A key benefit is it allows the site labour to be fully engaged in the planning process which draws on their hands-on experience in pipelaying as well as creating a sense of ownership across the wider team. CP meetings were held throughout the design phase and the construction phase with key-representatives from the supply chain in attendance.
This was invaluable to understand timescales and product procurement lead times and when submitting three-month advanced notices for road closures and land entry.
During the construction phase a two-week collaborative plan and a daily collaborative plan were utilised to maximise programme and delivery schedule efficiencies due to the limited space available to store materials on site.

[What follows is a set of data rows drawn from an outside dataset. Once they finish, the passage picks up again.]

//! Project budget endpoints.

use crate::{
    api::{
        AppState,
        error::ApiResult,
        extract::{ApiJson, ApiPath},
        projects::{managed_project, visible_project},
    },
    core::{access::Actor, budget},
};
use axum::{
    Extension, Json, Router,
    extract::State,
    http::StatusCode,
    routing::{get, post},
};
use serde::Deserialize;

#[derive(Debug, Deserialize)]
struct AddLineRequest {
    item_id: i64,
    quantity: f64,
}

#[derive(Debug, Deserialize)]
struct QuantityRequest {
    quantity: f64,
}

pub(super) fn routes() -> Router<AppState> {
    Router::new()
        .route("/api/projects/:id/budget", get(get_budget).post(add_line))
        .route("/api/projects/:id/refresh-budget", post(refresh_budget))
        .route(
            "/api/projects/:id/budget/:line_id",
            get(get_line).patch(update_line).delete(remove_line),
        )
}

async fn get_budget(
    State(state): State<AppState>,
    Extension(actor): Extension<Actor>,
    ApiPath(project_id): ApiPath<i64>,
) -> ApiResult<Json<budget::ProjectBudget>> {
    visible_project(&state.db, &actor, project_id).await?;
    Ok(Json(budget::get_project_budget(&state.db, project_id).await?))
}

async fn add_line(
    State(state): State<AppState>,
    Extension(actor): Extension<Actor>,
    ApiPath(project_id): ApiPath<i64>,
    ApiJson(req): ApiJson<AddLineRequest>,
) -> ApiResult<(StatusCode, Json<budget::BudgetLineView>)> {
    managed_project(&state.db, &actor, project_id).await?;
    let line = budget::add_budget_line(&state.db, project_id, req.item_id, req.quantity).await?;
    Ok((StatusCode::CREATED, Json(line)))
}

async fn refresh_budget(
    State(state): State<AppState>,
    Extension(actor): Extension<Actor>,
    ApiPath(project_id): ApiPath<i64>,
) -> ApiResult<Json<budget::ProjectBudget>> {
    managed_project(&state.db, &actor, project_id).await?;
    Ok(Json(
        budget::refresh_project_budget(&state.db, project_id).await?,
    ))
}

async fn get_line(
    State(state): State<AppState>,
    Extension(actor): Extension<Actor>,
    ApiPath((project_id, line_id)): ApiPath<(i64, i64)>,
) -> ApiResult<Json<budget::BudgetLineDetail>> {
    visible_project(&state.db, &actor, project_id).await?;
    Ok(Json(
        budget::get_budget_line_detail(&state.db, project_id, line_id).await?,
    ))
}

async fn update_line(
    State(state): State<AppState>,
    Extension(actor): Extension<Actor>,
    ApiPath((project_id, line_id)): ApiPath<(i64, i64)>,
    ApiJson(req): ApiJson<QuantityRequest>,
) -> ApiResult<Json<budget::BudgetLineView>> {
    managed_project(&state.db, &actor, project_id).await?;
    Ok(Json(
        budget::update_budget_line_quantity(&state.db, project_id, line_id, req.quantity).await?,
    ))
}

async fn remove_line(
    State(state): State<AppState>,
    Extension(actor): Extension<Actor>,
    ApiPath((project_id, line_id)): ApiPath<(i64, i64)>,
) -> ApiResult<StatusCode> {
    managed_project(&state.db, &actor, project_id).await?;
    budget::remove_budget_line(&state.db, project_id, line_id).await?;
    Ok(StatusCode::NO_CONTENT)
}
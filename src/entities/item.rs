//! Item entity - A unit of construction work (e.g. "m2 de muro de ladrillo").
//!
//! An item's cost per unit is the sum of its materials (see `item_material`)
//! plus `labor_rate`.

use sea_orm::entity::prelude::*;
use serde::{Deserialize, Serialize};

/// Item database model
#[derive(Clone, Debug, PartialEq, DeriveEntityModel, Serialize, Deserialize)]
#[sea_orm(table_name = "items")]
pub struct Model {
    /// Unique identifier for the item
    #[sea_orm(primary_key)]
    pub id: i64,
    /// Item name
    pub name: String,
    /// Free-form description
    pub description: Option<String>,
    /// Unit the item is measured in (e.g., "m2")
    pub unit: String,
    /// Labor cost per unit of item
    pub labor_rate: f64,
    /// Soft delete flag - existing budget lines keep their snapshot
    pub is_deleted: bool,
    /// When the item was created
    pub created_at: DateTimeUtc,
    /// When the item was last modified
    pub updated_at: DateTimeUtc,
}

/// Defines relationships between Item and other entities
#[derive(Copy, Clone, Debug, EnumIter, DeriveRelation)]
pub enum Relation {
    /// One item is composed of many material links
    #[sea_orm(has_many = "super::item_material::Entity")]
    ItemMaterials,
    /// One item appears on many budget lines
    #[sea_orm(has_many = "super::budget_line::Entity")]
    BudgetLines,
}

impl Related<super::item_material::Entity> for Entity {
    fn to() -> RelationDef {
        Relation::ItemMaterials.def()
    }
}

impl Related<super::budget_line::Entity> for Entity {
    fn to() -> RelationDef {
        Relation::BudgetLines.def()
    }
}

impl ActiveModelBehavior for ActiveModel {}
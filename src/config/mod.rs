//! Application configuration.
//!
//! Settings come from two places: `config.toml` (server options and the
//! public catalog seed) and environment variables loaded through `.env`
//! (`DATABASE_URL`, `JWT_SECRET`, `BIND_ADDR`, `CONFIG_PATH`). Environment
//! variables win over the file.

/// Public catalog seed configuration
pub mod catalog;

/// Database configuration and connection management
pub mod database;

use crate::errors::{Error, Result};
use serde::Deserialize;
use std::path::Path;

pub use catalog::CatalogConfig;

const DEFAULT_CONFIG_PATH: &str = "config.toml";
const DEFAULT_BIND_ADDR: &str = "0.0.0.0:3001";

/// Configuration structure representing the entire config.toml file
#[derive(Debug, Default, Deserialize, Clone)]
pub struct AppConfig {
    /// HTTP server settings
    #[serde(default)]
    pub server: ServerConfig,
    /// Public catalog to seed on start
    #[serde(default)]
    pub catalog: CatalogConfig,
}

/// The `[server]` section of config.toml
#[derive(Debug, Deserialize, Clone)]
pub struct ServerConfig {
    /// Socket address the API listens on
    #[serde(default = "default_bind_addr")]
    pub bind_addr: String,
    /// Origins allowed by CORS; empty allows any origin
    #[serde(default)]
    pub cors_origins: Vec<String>,
}

impl Default for ServerConfig {
    fn default() -> Self {
        Self {
            bind_addr: default_bind_addr(),
            cors_origins: Vec::new(),
        }
    }
}

fn default_bind_addr() -> String {
    DEFAULT_BIND_ADDR.to_string()
}

/// Loads the application configuration from a TOML file
///
/// # Errors
/// Returns an error if the file cannot be read, the TOML syntax is invalid,
/// or required fields are missing.
pub fn load_config<P: AsRef<Path>>(path: P) -> Result<AppConfig> {
    let path_ref = path.as_ref();
    tracing::debug!("Attempting to load configuration from: {:?}", path_ref);
    let contents = std::fs::read_to_string(path_ref).map_err(|e| Error::Config {
        message: format!("Failed to read config file {}: {e}", path_ref.display()),
    })?;

    toml::from_str(&contents).map_err(|e| Error::Config {
        message: format!("Failed to parse {}: {e}", path_ref.display()),
    })
}

/// Loads the configuration for the running server.
///
/// Reads the file named by `CONFIG_PATH` (default `config.toml`). A missing
/// file is not an error: defaults are used and an empty catalog is seeded.
/// `BIND_ADDR` overrides `server.bind_addr`.
pub fn load_app_configuration() -> Result<AppConfig> {
    let path = std::env::var("CONFIG_PATH").unwrap_or_else(|_| DEFAULT_CONFIG_PATH.to_string());

    let mut config = if Path::new(&path).exists() {
        let config = load_config(&path)?;
        tracing::info!(
            "Loaded {path}: {} catalog materials, {} catalog items",
            config.catalog.materials.len(),
            config.catalog.items.len()
        );
        config
    } else {
        tracing::warn!("{path} not found, using default configuration");
        AppConfig::default()
    };

    if let Ok(bind_addr) = std::env::var("BIND_ADDR") {
        config.server.bind_addr = bind_addr;
    }

    Ok(config)
}

/// Reads the secret used to sign and verify access tokens.
pub fn jwt_secret() -> Result<String> {
    let secret = std::env::var("JWT_SECRET")?;
    if secret.trim().is_empty() {
        return Err(Error::Config {
            message: "JWT_SECRET must not be empty".to_string(),
        });
    }
    Ok(secret)
}

#[cfg(test)]
mod tests {
    #![allow(clippy::unwrap_used)]
    use super::*;

    #[test]
    fn test_parse_app_config() {
        let toml_str = r#"
            [server]
            bind_addr = "127.0.0.1:8080"
            cors_origins = ["http://localhost:3000"]

            [[catalog.materials]]
            name = "Ladrillo"
            unit = "unidad"
            base_price = 0.4
        "#;

        let config: AppConfig = toml::from_str(toml_str).unwrap();
        assert_eq!(config.server.bind_addr, "127.0.0.1:8080");
        assert_eq!(config.server.cors_origins.len(), 1);
        assert_eq!(config.catalog.materials[0].name, "Ladrillo");
        assert!(config.catalog.items.is_empty());
    }

    #[test]
    fn test_empty_config_uses_defaults() {
        let config: AppConfig = toml::from_str("").unwrap();
        assert_eq!(config.server.bind_addr, DEFAULT_BIND_ADDR);
        assert!(config.server.cors_origins.is_empty());
        assert!(config.catalog.materials.is_empty());
    }

    #[test]
    fn test_load_config_missing_file() {
        let result = load_config("definitely/not/here.toml");
        assert!(matches!(result, Err(Error::Config { .. })));
    }
}
//! Entity module - Contains all SeaORM entity definitions for the database.
//! These entities represent the database tables and their relationships.
//! Each entity has a Model struct for data and an Entity struct for operations.

pub mod budget_line;
pub mod enums;
pub mod item;
pub mod item_material;
pub mod listing;
pub mod material;
pub mod offer;
pub mod payment;
pub mod project;
pub mod stage;
pub mod system_state;
pub mod user;

// Re-export specific types to avoid conflicts
pub use budget_line::{Entity as BudgetLine, Model as BudgetLineModel};
pub use enums::{PaymentStatus, ProjectStatus, Role};
pub use item::{Entity as Item, Model as ItemModel};
pub use item_material::{Entity as ItemMaterial, Model as ItemMaterialModel};
pub use listing::{Entity as Listing, Model as ListingModel};
pub use material::{Entity as Material, Model as MaterialModel};
pub use offer::{Entity as Offer, Model as OfferModel};
pub use payment::{Entity as Payment, Model as PaymentModel};
pub use project::{Entity as Project, Model as ProjectModel};
pub use stage::{Entity as Stage, Model as StageModel};
pub use system_state::{Entity as SystemState, Model as SystemStateModel};
pub use user::{Entity as User, Model as UserModel};
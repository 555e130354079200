//! Offer entity - A supplier's priced listing for a catalog material (oferta).

use sea_orm::entity::prelude::*;
use serde::{Deserialize, Serialize};

/// Offer database model
#[derive(Clone, Debug, PartialEq, DeriveEntityModel, Serialize, Deserialize)]
#[sea_orm(table_name = "offers")]
pub struct Model {
    /// Unique identifier for the offer
    #[sea_orm(primary_key)]
    pub id: i64,
    /// Material being offered
    pub material_id: i64,
    /// Supplier user id
    pub supplier_id: i64,
    /// Price per material unit
    pub price: f64,
    /// Only in-stock offers take part in cost estimates
    pub in_stock: bool,
    /// When the offer was created
    pub created_at: DateTimeUtc,
    /// When the offer was last modified
    pub updated_at: DateTimeUtc,
}

/// Defines relationships between Offer and other entities
#[derive(Copy, Clone, Debug, EnumIter, DeriveRelation)]
pub enum Relation {
    /// Each offer belongs to one material
    #[sea_orm(
        belongs_to = "super::material::Entity",
        from = "Column::MaterialId",
        to = "super::material::Column::Id",
        on_delete = "Cascade"
    )]
    Material,
    /// Each offer belongs to one supplier
    #[sea_orm(
        belongs_to = "super::user::Entity",
        from = "Column::SupplierId",
        to = "super::user::Column::Id",
        on_delete = "Cascade"
    )]
    Supplier,
}

impl Related<super::material::Entity> for Entity {
    fn to() -> RelationDef {
        Relation::Material.def()
    }
}

impl ActiveModelBehavior for ActiveModel {}
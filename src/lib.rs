//! `obra-api` - A REST backend for construction project management
//!
//! This crate tracks construction projects end to end: the material catalog and
//! supplier offers, work items and their cost estimates, project budgets,
//! construction stages, client payments and the real-estate listings published
//! once a project is finished.

// Deny the most critical lints that could lead to bugs or security issues
#![deny(
    // Security and correctness
    unsafe_code,
    unsafe_op_in_unsafe_fn,

    // Code quality - things that are almost always bugs
    unreachable_code,
    unreachable_patterns,
    unused_must_use,

    // Documentation - broken links are bugs
    rustdoc::broken_intra_doc_links,
    rustdoc::private_intra_doc_links,
)]
// Warn on things that should be fixed but aren't necessarily bugs
#![warn(
    // Documentation - missing docs should be added gradually
    missing_docs,

    // Clippy categories for overall code quality
    clippy::all,
    clippy::pedantic,
    clippy::nursery,

    // Performance
    clippy::inefficient_to_string,
    clippy::large_types_passed_by_value,
    clippy::needless_pass_by_value,
    clippy::unnecessary_wraps,

    // Correctness
    clippy::clone_on_ref_ptr,
    clippy::dbg_macro,
    clippy::exit,
    clippy::expect_used,
    clippy::float_cmp,
    clippy::panic,
    clippy::todo,
    clippy::unimplemented,
    clippy::unwrap_used,

    // Complexity and readability
    clippy::cognitive_complexity,
    clippy::large_enum_variant,
    clippy::match_same_arms,
    clippy::too_many_lines,

    // Style consistency
    clippy::enum_glob_use,
    clippy::inconsistent_struct_constructor,
    clippy::missing_errors_doc,
    clippy::missing_panics_doc,
    clippy::must_use_candidate,
    clippy::redundant_closure_for_method_calls,
    clippy::semicolon_if_nothing_returned,
    clippy::wildcard_imports,

    // Future compatibility
    future_incompatible,
    rust_2018_idioms,
)]
// Allow some pedantic lints that are too noisy or not applicable
#![allow(
    clippy::module_name_repetitions,  // Common pattern in Rust
    clippy::missing_errors_doc,        // Will add gradually
    clippy::missing_panics_doc,        // Will add gradually
)]

// Note: `missing_docs` is set to `warn` instead of `deny` because:
// 1. Macro-generated code (e.g., SeaORM's `DeriveEntityModel`) doesn't include docs
// 2. We want to gradually add documentation rather than block compilation

/// HTTP interface - axum router, authentication and handlers
pub mod api;
/// Configuration management for database and application settings
pub mod config;
/// Core business logic - framework-agnostic projects, costs, budgets and payments
pub mod core;
/// SeaORM entity definitions for database tables
pub mod entities;
/// Unified error types and result handling
pub mod errors;

#[cfg(test)]
pub mod test_utils;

It was also used to challenge construction sequencing to drive programme efficiencies.
- 1400m3 of offline storage.
- 5 (No.) 2.1m Ø concrete sewer pipes 80m in length at a 1:i00 gradient to achieve self-cleansing velocities.
- 135m of new 450mm Ø gravity sewer beneath the A6907 connecting into the offline storage tank, 80m of which constructed by auger boring trenchless installation.
- 5 (No.) bespoke upstream manholes connected via 400mm Ø PE pipes to allow sequential filling.
- 5 (No.) bespoke downstream manholes with gravity control manifold to allow sequential emptying.
- 15m of new 450mm Ø gravity sewer connecting into an existing SPS wet well.
- 220m extension of existing 110mm Ø PVC pressurised rising main.
- Catchment resilience works to reduce rain induced infiltration into the sewer network.
- Cleanse and structural reline of a cast iron sewer beneath a rail track.
- Partnership working with the local authority to line and cleanse 380m of highway drain including installation of 60m of new highway drain.
- The village catchment now benefits from 40-year storm protection against internal sewer flooding and 20-year protection against external sewer flooding.
This was a large-scale complex civil engineering project based across numerous sites within a small village setting. The impact on the community throughout the works was kept to a minimum, however the benefit will be felt for years to come.
On completion, the Lowdham, Gunthorpe Road, Flood Alleviation Project will protect a significant number of properties are from internal and external sewer flooding and this societal benefit cannot be underestimated.